LONDON, Sept 7 (IFR) - Disgruntled bondholders in Banco Popular have opened up a new front in their challenges to the decisions taken in early June, appealing for more information about the reasoning that put the Spanish bank in resolution.
The move saw junior bondholders bailed in on June 7 before the lender was immediately sold to Santander for a token €1, but the bondholders are contesting the decision.
Last month the group, which includes Pimco, Anchorage Capital, Algebris, Ronit Capital and Cairn Capital, launched an action against the Single Resolution Board, which had recommended to the European Commission that Popular be put into resolution.

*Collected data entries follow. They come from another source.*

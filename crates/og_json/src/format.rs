//! Text forms of numbers and dates.

use core::fmt::Write;

use chrono::{DateTime, FixedOffset, NaiveDateTime, SecondsFormat, TimeZone};
use og_reflect::ops::{ScalarRef, ScalarValue};

use crate::config::DateMode;
use crate::error::{JsonError, Result};

const SHORT_DATE: &str = "%Y-%m-%d %H:%M:%S";

// -----------------------------------------------------------------------------
// Numbers

/// Returns the JSON literal of a float, or the quoted name of a non-finite one.
pub fn float_literal(value: f64) -> String {
    if value.is_nan() {
        "\"NaN\"".to_owned()
    } else if value.is_infinite() {
        if value > 0.0 { "\"Infinity\"" } else { "\"-Infinity\"" }.to_owned()
    } else {
        format!("{value:?}")
    }
}

fn f32_literal(value: f32) -> String {
    if value.is_finite() {
        format!("{value:?}")
    } else {
        float_literal(value as f64)
    }
}

/// Returns the JSON literal of a numeric scalar.
pub fn number_literal(scalar: ScalarRef<'_>) -> String {
    match scalar {
        ScalarRef::F32(v) => f32_literal(v),
        ScalarRef::F64(v) => float_literal(v),
        other => other.to_string(),
    }
}

/// Splits `F2` into `('F', Some(2))`.
fn split_format(format: &str) -> Result<(char, Option<usize>)> {
    let mut chars = format.chars();
    let letter = chars.next().ok_or_else(|| JsonError::conversion(format, "number format"))?;
    let digits = chars.as_str();
    if digits.is_empty() {
        return Ok((letter, None));
    }
    digits
        .parse::<usize>()
        .map(|precision| (letter, Some(precision)))
        .map_err(|_| JsonError::conversion(format, "number format"))
}

fn group_thousands(digits: &str) -> String {
    let mut out = String::with_capacity(digits.len() + digits.len() / 3);
    for (index, c) in digits.chars().enumerate() {
        if index > 0 && (digits.len() - index) % 3 == 0 {
            out.push(',');
        }
        out.push(c);
    }
    out
}

/// `1.5e3` becomes `1.500000E+003`.
fn exponent(value: f64, precision: usize, upper: bool) -> String {
    let text = format!("{value:.precision$e}");
    let (mantissa, exp) = text.split_once('e').unwrap_or((&text, "0"));
    let (sign, exp) = match exp.strip_prefix('-') {
        Some(exp) => ('-', exp),
        None => ('+', exp),
    };
    let e = if upper { 'E' } else { 'e' };
    format!("{mantissa}{e}{sign}{exp:0>3}")
}

/// Formats a numeric scalar with a format string; the result is unquoted.
///
/// | Format | Meaning | `1234.5` |
/// |---|---|---|
/// | `F<n>` | fixed, `n` decimals (2) | `1234.50` |
/// | `N<n>` | grouped, `n` decimals (2) | `1,234.50` |
/// | `D<n>` | integer, zero-padded to `n` digits | |
/// | `X<n>`, `x<n>` | integer, hexadecimal | |
/// | `E<n>`, `e<n>` | exponent, `n` decimals (6) | `1.234500E+003` |
pub fn format_number(scalar: ScalarRef<'_>, format: &str) -> Result<String> {
    let (letter, precision) = split_format(format)?;
    let integer = scalar.as_i128();
    let float = scalar
        .as_f64()
        .ok_or_else(|| JsonError::conversion(scalar.to_string(), "number"))?;
    let not_integer = || JsonError::conversion(scalar.to_string(), format!("integer format `{format}`"));

    Ok(match letter {
        'F' | 'f' => {
            let precision = precision.unwrap_or(2);
            format!("{float:.precision$}")
        }
        'N' | 'n' => {
            let precision = precision.unwrap_or(2);
            let fixed = format!("{:.precision$}", float.abs());
            let (whole, fraction) = match fixed.split_once('.') {
                Some((whole, fraction)) => (whole, Some(fraction)),
                None => (fixed.as_str(), None),
            };
            let mut out = String::new();
            if float < 0.0 {
                out.push('-');
            }
            out.push_str(&group_thousands(whole));
            if let Some(fraction) = fraction {
                out.push('.');
                out.push_str(fraction);
            }
            out
        }
        'D' | 'd' => {
            let value = integer.ok_or_else(not_integer)?;
            let width = precision.unwrap_or(0);
            let sign = if value < 0 { "-" } else { "" };
            format!("{sign}{:0>width$}", value.unsigned_abs())
        }
        'X' | 'x' => {
            let value = integer.ok_or_else(not_integer)?;
            let width = precision.unwrap_or(0);
            // Negative values print as 64-bit two's complement.
            let bits = value as i64 as u64;
            let bits = if value > i64::MAX as i128 { value as u64 } else { bits };
            if letter == 'X' {
                format!("{bits:0>width$X}")
            } else {
                format!("{bits:0>width$x}")
            }
        }
        'E' | 'e' => exponent(float, precision.unwrap_or(6), letter == 'E'),
        _ => return Err(JsonError::conversion(format, "number format")),
    })
}

/// Whether `format` writes integers as hexadecimal.
///
/// Hexadecimal text is the 64-bit two's complement of the value, so signed
/// targets read it back as `bits as i64`.
#[inline]
pub fn is_hex_format(format: Option<&str>) -> bool {
    matches!(format.and_then(|format| format.chars().next()), Some('X' | 'x'))
}

/// Reads back text written by [`format_number`], or a quoted plain number.
pub fn parse_number(text: &str, format: Option<&str>) -> Result<ScalarValue> {
    let text = text.trim();
    if let Some(letter @ ('X' | 'x')) = format.and_then(|format| format.chars().next()) {
        return u64::from_str_radix(text, 16)
            .map(ScalarValue::UInt)
            .map_err(|_| JsonError::conversion(text, format!("hexadecimal `{letter}`")));
    }
    let cleaned: String = text.chars().filter(|&c| c != ',').collect();
    number_from_literal(&cleaned).ok_or_else(|| JsonError::conversion(text, "number"))
}

/// Parses a JSON number literal into the narrowest fitting scalar.
pub fn number_from_literal(text: &str) -> Option<ScalarValue> {
    if let Ok(v) = text.parse::<i64>() {
        return Some(ScalarValue::Int(v));
    }
    if let Ok(v) = text.parse::<u64>() {
        return Some(ScalarValue::UInt(v));
    }
    text.parse::<f64>().ok().map(ScalarValue::F64)
}

// -----------------------------------------------------------------------------
// Dates

/// The encoded form of a date: quoted text, or a complete raw token.
#[derive(Debug, PartialEq, Eq)]
pub enum DateText {
    Quoted(String),
    Raw(String),
}

fn epoch_offset(date: &DateTime<FixedOffset>) -> String {
    let seconds = date.offset().local_minus_utc();
    let sign = if seconds < 0 { '-' } else { '+' };
    let minutes = seconds.unsigned_abs() / 60;
    format!("{sign}{:02}{:02}", minutes / 60, minutes % 60)
}

/// Formats a date under a mode, or under a strftime pattern when given.
pub fn format_date(
    date: &DateTime<FixedOffset>,
    mode: DateMode,
    pattern: Option<&str>,
) -> Result<DateText> {
    if let Some(pattern) = pattern {
        let mut out = String::new();
        write!(out, "{}", date.format(pattern))
            .map_err(|_| JsonError::conversion(pattern, "date format"))?;
        return Ok(DateText::Quoted(out));
    }
    Ok(match mode {
        DateMode::Short => DateText::Quoted(date.format(SHORT_DATE).to_string()),
        DateMode::Iso => DateText::Quoted(date.to_rfc3339_opts(SecondsFormat::Millis, false)),
        DateMode::Epoch => DateText::Raw(format!(
            "\"\\/Date({}{})\\/\"",
            date.timestamp_millis(),
            epoch_offset(date)
        )),
    })
}

/// Returns `true` for the decoded form of an `Epoch` date, `/Date(..)/`.
pub fn is_epoch_date(text: &str) -> bool {
    text.starts_with("/Date(") && text.ends_with(")/")
}

fn parse_epoch(text: &str) -> Option<DateTime<FixedOffset>> {
    let inner = text.strip_prefix("/Date(")?.strip_suffix(")/")?;
    let split = inner
        .char_indices()
        .skip(1)
        .find(|&(_, c)| c == '+' || c == '-')
        .map_or(inner.len(), |(index, _)| index);
    let (millis, offset) = inner.split_at(split);
    let millis = millis.parse::<i64>().ok()?;

    let offset = if offset.is_empty() {
        FixedOffset::east_opt(0)?
    } else {
        let sign = if offset.starts_with('-') { -1 } else { 1 };
        let digits = &offset[1..];
        if digits.len() != 4 {
            return None;
        }
        let hours = digits[..2].parse::<i32>().ok()?;
        let minutes = digits[2..].parse::<i32>().ok()?;
        FixedOffset::east_opt(sign * (hours * 3600 + minutes * 60))?
    };
    Some(DateTime::from_timestamp_millis(millis)?.with_timezone(&offset))
}

fn parse_local(text: &str, pattern: &str, offset: FixedOffset) -> Option<DateTime<FixedOffset>> {
    let naive = NaiveDateTime::parse_from_str(text, pattern).ok()?;
    offset.from_local_datetime(&naive).single()
}

/// Reads a date in any of the encoded forms.
///
/// The property pattern is tried first, then the epoch form, RFC 3339, the
/// short form in `short_offset`, and finally integer milliseconds.
pub fn parse_date(
    text: &str,
    pattern: Option<&str>,
    short_offset: FixedOffset,
) -> Result<DateTime<FixedOffset>> {
    let text = text.trim();
    let parsed = pattern
        .and_then(|pattern| {
            DateTime::parse_from_str(text, pattern)
                .ok()
                .or_else(|| parse_local(text, pattern, short_offset))
        })
        .or_else(|| parse_epoch(text))
        .or_else(|| DateTime::parse_from_rfc3339(text).ok())
        .or_else(|| parse_local(text, SHORT_DATE, short_offset))
        .or_else(|| {
            let millis = text.parse::<i64>().ok()?;
            Some(DateTime::from_timestamp_millis(millis)?.fixed_offset())
        });
    parsed.ok_or_else(|| JsonError::conversion(text, "chrono::DateTime<chrono::FixedOffset>"))
}

// -----------------------------------------------------------------------------
// Tests

#[cfg(test)]
mod tests {
    use chrono::{DateTime, FixedOffset, TimeZone};
    use og_reflect::ops::{ScalarRef, ScalarValue};

    use super::{DateText, float_literal, format_date, format_number, is_hex_format, parse_date, parse_number};
    use crate::config::DateMode;

    fn sample_date() -> DateTime<FixedOffset> {
        FixedOffset::east_opt(2 * 3600)
            .unwrap()
            .with_ymd_and_hms(2024, 3, 9, 14, 5, 7)
            .unwrap()
    }

    #[test]
    fn number_formats() {
        let v = ScalarRef::F64(1234.5);
        assert_eq!(format_number(v, "F2").unwrap(), "1234.50");
        assert_eq!(format_number(v, "F").unwrap(), "1234.50");
        assert_eq!(format_number(v, "N1").unwrap(), "1,234.5");
        assert_eq!(format_number(ScalarRef::F64(-1234567.0), "N0").unwrap(), "-1,234,567");
        assert_eq!(format_number(v, "E2").unwrap(), "1.23E+003");
        assert_eq!(format_number(ScalarRef::F64(0.0015), "e1").unwrap(), "1.5e-003");
        assert_eq!(format_number(ScalarRef::Int(42), "D5").unwrap(), "00042");
        assert_eq!(format_number(ScalarRef::Int(-42), "D4").unwrap(), "-0042");
        assert_eq!(format_number(ScalarRef::UInt(255), "X").unwrap(), "FF");
        assert_eq!(format_number(ScalarRef::Int(255), "x4").unwrap(), "00ff");
        assert_eq!(format_number(ScalarRef::Int(-1), "X").unwrap(), "FFFFFFFFFFFFFFFF");
        assert!(format_number(v, "D2").is_err());
        assert!(format_number(v, "Q").is_err());
    }

    #[test]
    fn numbers_read_back() {
        assert!(matches!(parse_number("1,234.50", Some("N2")), Ok(ScalarValue::F64(v)) if v == 1234.5));
        assert!(matches!(parse_number("00042", Some("D5")), Ok(ScalarValue::Int(42))));
        assert!(matches!(parse_number("FF", Some("X")), Ok(ScalarValue::UInt(255))));
        assert!(matches!(
            parse_number("FFFFFFFFFFFFFFFF", Some("X")),
            Ok(ScalarValue::UInt(u64::MAX))
        ));
        assert!(is_hex_format(Some("x8")));
        assert!(!is_hex_format(Some("N2")) && !is_hex_format(None));
        assert!(matches!(parse_number("1.23E+003", Some("E2")), Ok(ScalarValue::F64(v)) if v == 1230.0));
        assert!(matches!(parse_number("Infinity", None), Ok(ScalarValue::F64(v)) if v.is_infinite()));
        assert!(parse_number("abc", None).is_err());
    }

    #[test]
    fn non_finite_floats_are_quoted() {
        assert_eq!(float_literal(f64::NAN), "\"NaN\"");
        assert_eq!(float_literal(f64::NEG_INFINITY), "\"-Infinity\"");
        assert_eq!(float_literal(2.0), "2.0");
    }

    #[test]
    fn date_modes() {
        let date = sample_date();
        assert_eq!(
            format_date(&date, DateMode::Short, None).unwrap(),
            DateText::Quoted("2024-03-09 14:05:07".to_owned())
        );
        assert_eq!(
            format_date(&date, DateMode::Iso, None).unwrap(),
            DateText::Quoted("2024-03-09T14:05:07.000+02:00".to_owned())
        );
        assert_eq!(
            format_date(&date, DateMode::Epoch, None).unwrap(),
            DateText::Raw(r#""\/Date(1709985907000+0200)\/""#.to_owned())
        );
        assert_eq!(
            format_date(&date, DateMode::Iso, Some("%d.%m.%Y")).unwrap(),
            DateText::Quoted("09.03.2024".to_owned())
        );
    }

    #[test]
    fn dates_read_back() {
        let date = sample_date();
        let offset = *date.offset();
        assert_eq!(parse_date("/Date(1709985907000+0200)/", None, offset).unwrap(), date);
        assert_eq!(parse_date("2024-03-09T14:05:07.000+02:00", None, offset).unwrap(), date);
        assert_eq!(parse_date("2024-03-09 14:05:07", None, offset).unwrap(), date);
        assert_eq!(parse_date("09.03.2024 14:05:07", Some("%d.%m.%Y %H:%M:%S"), offset).unwrap(), date);

        let epoch = parse_date("/Date(-1000)/", None, offset).unwrap();
        assert_eq!(epoch.timestamp_millis(), -1000);
        assert!(parse_date("yesterday", None, offset).is_err());
    }
}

The same group last night filed proceedings in the Spanish national court against the country’s Fund for Orderly Bank Restructuring (FROB), which was set up in 2009 to provide funds to bailout Spain’s struggling banks.
FROB provided a valuation of the bank, ahead of its resolution, that determined it was no longer viable and that junior bondholders would have to be bailed in, if €8bn of capital could not be raised immediately.
The bondholders have filed an appeal in the national court to seek clarity in how FROB reached its decision, and if necessary claim restitution for their losses.
“The FROB resolution lacked the necessary justification, which made it impossible for stakeholders to evaluate the reasons, the legal basis or the valuation underpinning the FROB resolution,” said Richard East, partner at law firm Quinn Emanuel, which is representing the bondholders.
Andersen Tax & Legal is acting as Spanish legal counsel for the bondholders.
In its earlier complaint, the bondholders had called for the SRB and EC to launch an inquiry into any leaks of regulatory information that could have caused customers to remove their deposits.
That bank run effectively hampered Popular’s sales process, being conducted by JP Morgan and Lazard, leading to its resolution and distressed sale to Santander.
Santander has already offered to pay up to €1bn in compensation to retail bondholders.
Under that scheme, Santander is offering retail holders of certain Popular subordinated debt, or equity acquired as part of its May 2016 rights issue, new subordinated debt instruments as compensation for the losses.
Up to €980m of the new bonds will be issued, paying 1% annually for seven years. The perpetual bonds can be called after seven years but if not called they will then pay 5.75% over bank spread rates. (Reporting by Christopher Spink)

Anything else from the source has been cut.